(sumber Haluan Kepri)
Jumat, 08 July 2011 00:00
BATUAJI- Program kesehatan gratis bagi masyarakat miskin di Kota Batam patut dievaluasi. Pasalnya, seringkali ada warga miskin yang tetap dimintai bayaran tinggi saat menjalani perawatan di rumah sakit. Padahal itu rumah sakit pemerintah, dan merekapun sudah menunjukkan Surat Keterangan Tidak Mampu (SKTM).
Begitulah yang dialami Dian Herawati (45), warga Seilekop, Sagulung yang menjadi korban kecelakaan lalulintas pada 10 Juni lalu. Janda tiga anak ini tetap dimintai bayaran selangit saat berobat ke Rumah Sakit Otorita Batam (RSOB). SKTM yang ditunjukkan ke manajemen RSOB sudah tidak berlaku lagi.
Ditemui di RSUD Embung Fatimah di Batuaji, Rabu (6/7), Dian menuturkan, akibat kecelakaan itu, dirinya harus mengalami batok kepala sebelah kanan bocor yang mengakibatnya terjadi penggumpalan darah di sebelah kiri, serta telinga bagian kanan mengeluarkan darah. Kecelakaan itu dialaminya di jalan raya depan Puskopkar Batu Aji, Jumat (10/6) sekitar pukul 22.00 WIB. Ia sebelumnya dibawa ke RSUD Embung Fatimah, kemudian, untuk mendapat aperawatan intensif, dirinya dirujuk ke RSOB.
"Katanya hanya ada satu dokter spesialis bedah saraf di Batam, makanya saya dirujuk ke RSOB," tutur Dian.
"Waktu masuk ke RSUD, saya diharuskan membayar sekitar Rp1,5 juta. Untuk membayar biaya tersebut saya terpaksa berhutang sana-sini. Waktu masuk RSOB, anak saya juga harus mencari bantuan dengan berhutang ke beberapa kenalan, karena kondisi kami sedang tidak ada uang," ujar Dian.
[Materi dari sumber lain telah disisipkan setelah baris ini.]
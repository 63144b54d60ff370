pub mod notifier;
pub mod text;
pub mod tracing_notifier;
Mengingat dirinya termasuk warga miskin, kata Dian, maka Ketua RT, RW dan Lurah Sei Lekop turun tangan untuk membantu dengan membuatkan SKTM.
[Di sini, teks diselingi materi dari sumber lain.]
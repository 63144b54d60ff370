use std::time::Instant;

use chrono::{DateTime, Utc};

use crate::time::execution_time::ExecutionTime;

/// Source of timestamps for everything the runner measures.
///
/// `now` gives the wall-clock instant that is recorded as a start time,
/// `instant` gives the monotonic reading used to measure elapsed time.
pub trait Clock: Send + Sync {
    fn now(&self) -> DateTime<Utc>;

    fn instant(&self) -> Instant;
}

/// Clock backed by the operating system.
#[derive(Debug, Clone, Copy, Default)]
pub struct SystemClock;

impl Clock for SystemClock {
    fn now(&self) -> DateTime<Utc> {
        Utc::now()
    }

    fn instant(&self) -> Instant {
        Instant::now()
    }
}

/// A running measurement started from a [`Clock`].
///
/// The start is captured as a wall-clock instant while the duration is
/// taken from the monotonic clock, so a stopped watch never reports a
/// negative duration even if the wall clock jumps.
#[derive(Debug, Clone, Copy)]
pub struct Stopwatch {
    start: DateTime<Utc>,
    started: Instant,
}

impl Stopwatch {
    pub fn start(clock: &dyn Clock) -> Self {
        Stopwatch {
            started: clock.instant(),
            start: clock.now(),
        }
    }

    /// Wall-clock instant the watch was started at.
    pub fn started_at(&self) -> DateTime<Utc> {
        self.start
    }

    /// Stop the measurement. The watch can be stopped more than once;
    /// every call measures from the same start.
    pub fn stop(&self, clock: &dyn Clock) -> ExecutionTime {
        let elapsed = clock.instant().saturating_duration_since(self.started);
        ExecutionTime::new(self.start, elapsed)
    }
}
"Ketua RT dan RW tahu kondisi saya, tahu kondisi perekonomian saya, makanya mereka membantu membuatkan SKTM, sehingga saya bisa dioperasi di RSOB," ujar Dian.
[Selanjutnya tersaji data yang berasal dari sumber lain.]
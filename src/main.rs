use anyhow::Result;
use clap::Parser;
use scenario_engine::cli::commands::{cmd_demo, cmd_format};
use scenario_engine::cli::config::{
    AppConfig, Cli, Commands, DEFAULT_CONFIG_FILE, LoggingConfig, merge_run_config, read_config,
};

fn main() -> Result<()> {
    let cli = Cli::parse();

    // Logging depends on the config file, so its warnings are reported once
    // the subscriber is up.
    let loaded = read_config(cli.config.as_deref().unwrap_or(DEFAULT_CONFIG_FILE));
    let config = match &loaded {
        Ok(Some(config)) => config.clone(),
        _ => AppConfig::default(),
    };
    init_tracing(&config.logging, cli.verbose);
    if let Err(e) = &loaded {
        tracing::warn!(error = %e, "using default configuration");
    }

    match cli.command {
        Commands::Demo {
            format,
            output,
            parallel,
            stop_on_ignored,
            repeated_keyword,
        } => {
            let run = merge_run_config(
                &config.run,
                format,
                output,
                parallel,
                stop_on_ignored,
                repeated_keyword,
            );
            let all_passed = cmd_demo(&run, cli.verbose)?;
            if !all_passed {
                std::process::exit(1);
            }
        }
        Commands::Format {
            template,
            keyword,
            params,
        } => {
            println!("{}", cmd_format(&template, &keyword, &params)?);
        }
    }

    Ok(())
}

/// RUST_LOG wins, then -v flags, then the configured filter.
fn init_tracing(logging: &LoggingConfig, verbose: u8) {
    let fallback = match verbose {
        0 => logging.filter.as_str(),
        1 => "info",
        2 => "debug",
        _ => "trace",
    };
    let filter = tracing_subscriber::EnvFilter::try_from_default_env()
        .unwrap_or_else(|_| tracing_subscriber::EnvFilter::new(fallback));

    let builder = tracing_subscriber::fmt()
        .with_env_filter(filter)
        .with_writer(std::io::stderr);
    if logging.json {
        builder.json().init();
    } else {
        builder.init();
    }
}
Dian mengaku, sebenarnya ia tak ingin memanfaatkan kartu Jamkesmas walaupun ada kesempatan. Ia merasa masih mampu berusaha sendiri untuk menjalani kehidupannya. "Selagi saya mampu, saya akan berusaha. Makanya saya dulunya enggak ingin membuat kartu Jamkesmas. Biarlah yang lebih membutuhkan mendapatkannya," ujarnya.
Namun nasib berkata lain. Kini ia terpaksa harus menggunakan SKTM untuk meringankan beban biaya pengobatan di RSOB.
"Saya masuk RSOB tanggal 11 Juni, sejak tanggal 11 sampai 13 Juni, semua biaya di RSOB menggunakan biaya sendiri walau saya harus meminjam dari orang-orang. Tanggal 14 sampai 17 Juni, semua biaya pengobatan saya sudah menggunakan SKTM. Biaya selama tiga hari empat malam yang di tanggung Pemko Batam itu mencapai Rp12,3 juta," cerita Dian.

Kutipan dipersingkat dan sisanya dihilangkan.